Stored data
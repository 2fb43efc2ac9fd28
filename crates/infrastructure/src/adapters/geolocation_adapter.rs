//! Geolocation adapter backed by configuration
//!
//! Headless hosts have no positioning hardware; they either know where the
//! device is (a fixed position in the config) or report it as unavailable,
//! which makes the location resolver use the default origin.

use application::error::GeolocationError;
use application::ports::GeolocationPort;
use async_trait::async_trait;
use domain::GeoLocation;
use tracing::debug;

#[derive(Debug, Clone, Copy, Default)]
pub struct ConfiguredGeolocation {
    position: Option<GeoLocation>,
}

impl ConfiguredGeolocation {
    #[must_use]
    pub const fn new(position: Option<GeoLocation>) -> Self {
        Self { position }
    }

    /// A device without any position source
    #[must_use]
    pub const fn unavailable() -> Self {
        Self { position: None }
    }
}

#[async_trait]
impl GeolocationPort for ConfiguredGeolocation {
    async fn current_position(&self) -> Result<GeoLocation, GeolocationError> {
        self.position.ok_or_else(|| {
            debug!("No configured device position");
            GeolocationError::PositionUnavailable
        })
    }
}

Work instructions:
The answer is to be a bare number, showing how many lines of the records contain "ConfiguredGeolocation".

Final answer:
3